From the moment we met I knew I was born to love you, but boy was I wrong.

I got so caught up in the beauty of your eyes and curve of your smile that I forgot to look out for the evilness inside your soul. I forgot to protect myself and take things slow.

All my brokenness seemed to disappear but what I didn’t realize is that soon you would be my brokenness. That you would be the reason why I would feel like I could never love again. That you would be the reason I would be lying on the floor at 3am thinking that I was having a heart attack.

I didn’t realize that then, but I do now. I realize that I was just a pawn in your game of evil, I was just the girl to take advantage of and to lie to and beat down.

You made me trust you in a way I never trusted anyone. I told you my life story, my deepest secrets.

When things were good, they were great. When things were bad, they were terrible. But I didn’t care.
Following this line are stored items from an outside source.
use super::*;

/// Evicts idle edit sessions.
pub fn sweep_sessions(sessions: &dyn SessionStore) -> usize {
    let evicted = sessions.sweep(Timestamp::now());
    if evicted > 0 {
        info!("Evicted {evicted} idle edit session(s)");
    } else {
        debug!("No idle edit sessions");
    }
    evicted
}

pub fn pending_request_count(connections: &sqlite::Connections) -> Result<usize> {
    Ok(usecases::count_pending_requests(&connections.shared()?)?)
}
I let you become so close to me until you knew what would destroy me. And boy you played me good, better than anyone I’ve ever known and I only blame myself.
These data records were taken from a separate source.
//! SQLite storage of locations and change requests.

#[macro_use]
extern crate diesel;

use std::{cell::RefCell, fmt, sync::Arc};

use anyhow::{anyhow, Result as Fallible};
use diesel::{connection::SimpleConnection as _, r2d2, sqlite::SqliteConnection};
use diesel_migrations::{embed_migrations, EmbeddedMigrations, MigrationHarness as _};
use omc_core::usecases as uc;
use parking_lot::{RwLock, RwLockReadGuard, RwLockWriteGuard};

mod models;
mod repo_impl;
mod schema;

const MIGRATIONS: EmbeddedMigrations = embed_migrations!("./migrations");

const ENGINE_SETTINGS: &str = r#"
PRAGMA journal_mode = WAL;
PRAGMA synchronous = NORMAL;
PRAGMA busy_timeout = 5000;
PRAGMA foreign_keys = ON;
PRAGMA encoding = 'UTF-8';
"#;

type Manager = r2d2::ConnectionManager<SqliteConnection>;
type Pool = r2d2::Pool<Manager>;
type Pooled = r2d2::PooledConnection<Manager>;

/// Pool of SQLite connections.
///
/// Readers share the pool while a writer holds it exclusively,
/// otherwise concurrent writes fail with SQLITE_LOCKED.
#[derive(Clone)]
pub struct Connections {
    pool: Arc<RwLock<Pool>>,
}

#[derive(Debug, Clone, Copy)]
enum Access {
    ReadOnly,
    ReadWrite,
}

impl fmt::Display for Access {
    fn fmt(&self, f: &mut fmt::Formatter) -> fmt::Result {
        f.write_str(match self {
            Self::ReadOnly => "read-only",
            Self::ReadWrite => "read/write",
        })
    }
}

fn checkout(pool: &Pool, access: Access) -> Fallible<RefCell<Pooled>> {
    pool.get().map(RefCell::new).map_err(|err| {
        log::error!("No database connection for {access} access available: {err}");
        err.into()
    })
}

pub struct DbReadOnly<'a> {
    _lock: RwLockReadGuard<'a, Pool>,
    conn: RefCell<Pooled>,
}

pub struct DbReadWrite<'a> {
    _lock: RwLockWriteGuard<'a, Pool>,
    conn: RefCell<Pooled>,
}

/// The connection of a running transaction.
pub struct DbConnection<'a> {
    conn: RefCell<&'a mut SqliteConnection>,
}

/// Applies the engine settings that every connection relies on.
pub fn initialize_database(connection: &mut SqliteConnection) -> Fallible<()> {
    connection.batch_execute(ENGINE_SETTINGS)?;
    Ok(())
}

impl Connections {
    pub fn init(url: &str, pool_size: u32) -> Fallible<Self> {
        use diesel::Connection as _;
        // Fail early on unreachable databases
        SqliteConnection::establish(url)?;
        let pool = Pool::builder()
            .max_size(pool_size)
            .build(Manager::new(url))?;
        initialize_database(&mut *pool.get()?)?;
        Ok(Self {
            pool: Arc::new(RwLock::new(pool)),
        })
    }

    pub fn shared(&self) -> Fallible<DbReadOnly<'_>> {
        let lock = self.pool.read();
        let conn = checkout(&lock, Access::ReadOnly)?;
        Ok(DbReadOnly { _lock: lock, conn })
    }

    pub fn exclusive(&self) -> Fallible<DbReadWrite<'_>> {
        let lock = self.pool.write();
        let conn = checkout(&lock, Access::ReadWrite)?;
        Ok(DbReadWrite { _lock: lock, conn })
    }
}

impl DbReadWrite<'_> {
    /// Runs `f` within a transaction that is rolled back if `f` fails.
    pub fn transaction<T, E, F>(&mut self, f: F) -> Result<T, uc::Error>
    where
        F: FnOnce(&DbConnection) -> Result<T, E>,
        E: Into<uc::Error>,
    {
        use diesel::Connection as _;
        let mut failure: Option<uc::Error> = None;
        let conn: &mut SqliteConnection = self.conn.get_mut();
        let outcome = conn.transaction(|conn| {
            let conn = DbConnection {
                conn: RefCell::new(conn),
            };
            f(&conn).map_err(|err| {
                failure = Some(err.into());
                diesel::result::Error::RollbackTransaction
            })
        });
        match (outcome, failure) {
            (Ok(value), _) => Ok(value),
            (Err(_), Some(err)) => Err(err),
            (Err(err), None) => Err(uc::Error::Repo(repo_impl::from_diesel_err(err))),
        }
    }
}

pub fn run_embedded_database_migrations(mut db: DbReadWrite<'_>) -> Fallible<()> {
    let conn: &mut SqliteConnection = db.conn.get_mut();
    let applied = conn
        .run_pending_migrations(MIGRATIONS)
        .map_err(|err| anyhow!("Failed to run database migrations: {err}"))?;
    if applied.is_empty() {
        log::info!("Database schema is up to date");
    } else {
        log::info!("Applied {} database migration(s)", applied.len());
    }
    Ok(())
}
I blame myself for loving you, for letting you in and letting you lay your hands on me. You did not only physically hurt me, you emotionally destroyed me.

For months I did not think I was going to make it out alive. I wouldn’t be able to breathe because that night would play over and over in my head. You attacking me, you telling me that you were going to end your life.

Even after you left bruises on my face, I still worried about your safety and your well-being. Not mine. That’s how fucked up you had me. That’s how much you made me love you.

You made me weak when I wanted to be strong and you made me cry when I wanted to smile.

Nobody knows the exact damage you did to me. Yes, everyone knows about the bruises on the outside, but not about the bruises on the inside.

It isn’t the fact that you attacked me, it’s the fact that you betrayed me. You took me for granted and used the things I told you that hurt me in my past to destroy me in the present.

You never appreciated the one person in your life who would have loved you until the end of the world and who would have stood up for you when everyone was not in your corner.

You did this. But you know there are good thing that come from this — not for you, but for me.

I am not wrapped up in your narcissistic personality anymore. And I will find someone who will love me and accept me for who I am.

Someone who will pick up the pieces that you scattered everywhere.

Someone who will pick me up off the floor and make me believe again.

Someone who will make me smile and laugh like you never could.

Someone who will cherish the time spent with me and plan to be with me as much as they can.

Someone who will kiss me from head to toe and love every inch of my body.

Someone who will make me fall in love with them and make me believe that love is genuine and trustworthy.

I will find someone who will not hurt me. And I want to thank you for showing me your true colors and for showing me the man I deserve to have in my life.

Thank you for showing me to take things slow. Thank you for reminding me that I am strong and when I feel like giving up that it isn’t worth it.

Thank you for showing me that I am better off without you. I want to say thank you for letting me be in your life, but then I would be lying so just thank you for being a lesson to learn by.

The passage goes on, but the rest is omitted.